By using PV as an electron mediator, the visible-light driven malate production from pyruvate and CO₂ with the system of TEOA, H₂TPPS, PV and ME was developed. For PV photoreduction, the sample solution consisted of TEOA (0.3 M), ZnTPPS (10 mM) and PV (0.1 mM) in 5.0 mL of 10 mM bis–Tris buffer (pH 7.4). When this sample solution was irradiated, the absorption band due to the double-electron reduced PV increased with an increase in irradiation time. The redox potentials of the exited triplet state of H₂TPPS in aqueous buffer, E(H₂TPPS⁺/³H₂TPPS*) and E(³H₂TPPS*/H₂TPPS), were estimated to be −0.70 and 0.40 V using electrochemical and photochemical measurements, respectively, thus allowing for the production of single- or double-electron reduced PV.

For the visible-light driven production of malate from CO₂ and pyruvate with H₂TPPS, PV and ME in the presence of co-factor MgCl₂, the sample solution was composed of TEOA (0.2 M), H₂TPPS (40 μM), PV (0.4 mM), pyruvate (12 mM), and MgCl (10 mM). When this sample solution was irradiated, the concentration of malate and oxaloacetate increased with the irradiation time. The concentration of malate produced was estimated to be 565 μM after 3 h irradiation. On the other hand, the concentration of oxaloacetate was estimated to be 1.0 mM after 3 h irradiation. The yield of pyruvate to malate was calculated to be 4.7%.

Since both the single- and the double-electron reduction states of PV are insoluble in an aqueous solution, PV is not suitable for homogenous visible-light driven redox systems. Thus, the water-soluble PV derivative, PSV is used as an electron mediator in visible-light driven redox systems.

For PSV photoreduction, the sample solution consisted of TEOA (0.3 M), ZnTPPS (10 μM) and PSV (0.1 mM) in 5.0 mL of 10 mM bis–Tris buffer (pH 7.4).

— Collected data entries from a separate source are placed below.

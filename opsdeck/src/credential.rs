//! Credential records as returned by the record-provider API

use std::collections::BTreeMap;
use std::fmt;

use serde::{Deserialize, Serialize};

/// A credential record. Identity is `id`; everything else is display data.
#[derive(Debug, Clone, PartialEq, Default, Serialize, Deserialize)]
pub struct Credential {
    pub id: u64,
    #[serde(default)]
    pub name: String,
    #[serde(default)]
    pub kind: String,
    /// Fields this crate does not interpret
    #[serde(flatten)]
    pub extra: BTreeMap<String, serde_json::Value>,
}

impl Credential {
    pub fn new(id: u64, name: impl Into<String>) -> Self {
        Self {
            id,
            name: name.into(),
            ..Default::default()
        }
    }

    pub fn with_kind(mut self, kind: impl Into<String>) -> Self {
        self.kind = kind.into();
        self
    }

    /// Same record, compared by id only.
    pub fn same_record(&self, other: &Credential) -> bool {
        self.id == other.id
    }
}

/// Opaque credential type filter, passed to the API verbatim
#[derive(Debug, Clone, PartialEq, Eq, Hash, Default)]
pub struct CredentialTypeId(String);

impl CredentialTypeId {
    pub fn new(value: impl Into<String>) -> Self {
        Self(value.into())
    }

    pub fn as_str(&self) -> &str {
        &self.0
    }
}

impl fmt::Display for CredentialTypeId {
    fn fmt(&self, f: &mut fmt::Formatter<'_>) -> fmt::Result {
        f.write_str(&self.0)
    }
}

impl From<u64> for CredentialTypeId {
    fn from(id: u64) -> Self {
        Self(id.to_string())
    }
}

impl From<&str> for CredentialTypeId {
    fn from(id: &str) -> Self {
        Self(id.to_string())
    }
}

impl From<String> for CredentialTypeId {
    fn from(id: String) -> Self {
        Self(id)
    }
}

/// One page of a list query. `count` is the server-side total, not `results.len()`.
#[derive(Debug, Clone, PartialEq, Serialize, Deserialize)]
pub struct Page<T> {
    pub results: Vec<T>,
    pub count: u64,
}

impl<T> Page<T> {
    pub fn new(results: Vec<T>, count: u64) -> Self {
        Self { results, count }
    }

    pub fn empty() -> Self {
        Self {
            results: Vec::new(),
            count: 0,
        }
    }

    /// True when exactly one record matched and it is on this page.
    pub fn is_singleton(&self) -> bool {
        self.count == 1 && self.results.len() == 1
    }
}

impl<T> Default for Page<T> {
    fn default() -> Self {
        Self::empty()
    }
}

When this sample solution was irradiated, the absorption band due to the double-electron reduced PSV also increased with an increase in irradiation time.

For the visible-light driven production of malate from CO₂ and pyruvate with TEOA, H₂TPPS, PV and ME in the presence of co-factor MgCl₂, the sample solution was composed of TEOA (0.2 M), H₂TPPS (40 μM), PSV (0.4 mM), pyruvate (12 mM), and MgCl (10 mM). When this sample solution was irradiated, the concentration of malate and oxaloacetate increased with the irradiation time. In the system with PSV, upon visible-light irradiation, the concentration of oxaloacetate increased within 1 h, and then decreased. On the other hand, the concentration of malate increased with a decrease in the concentration of oxaloacetate. Thus, oxaloacetate was formed as an intermediate and then reduced to malate. The malate concentration after 3 h irradiation was estimated to be 604 μM. The yield of pyruvate to malate was calculated to be 5.0%.

Table 10 shows a summary of the visible-light driven production of malate from CO₂ and pyruvate with TEOA, H₂TPPS, PVs and ME.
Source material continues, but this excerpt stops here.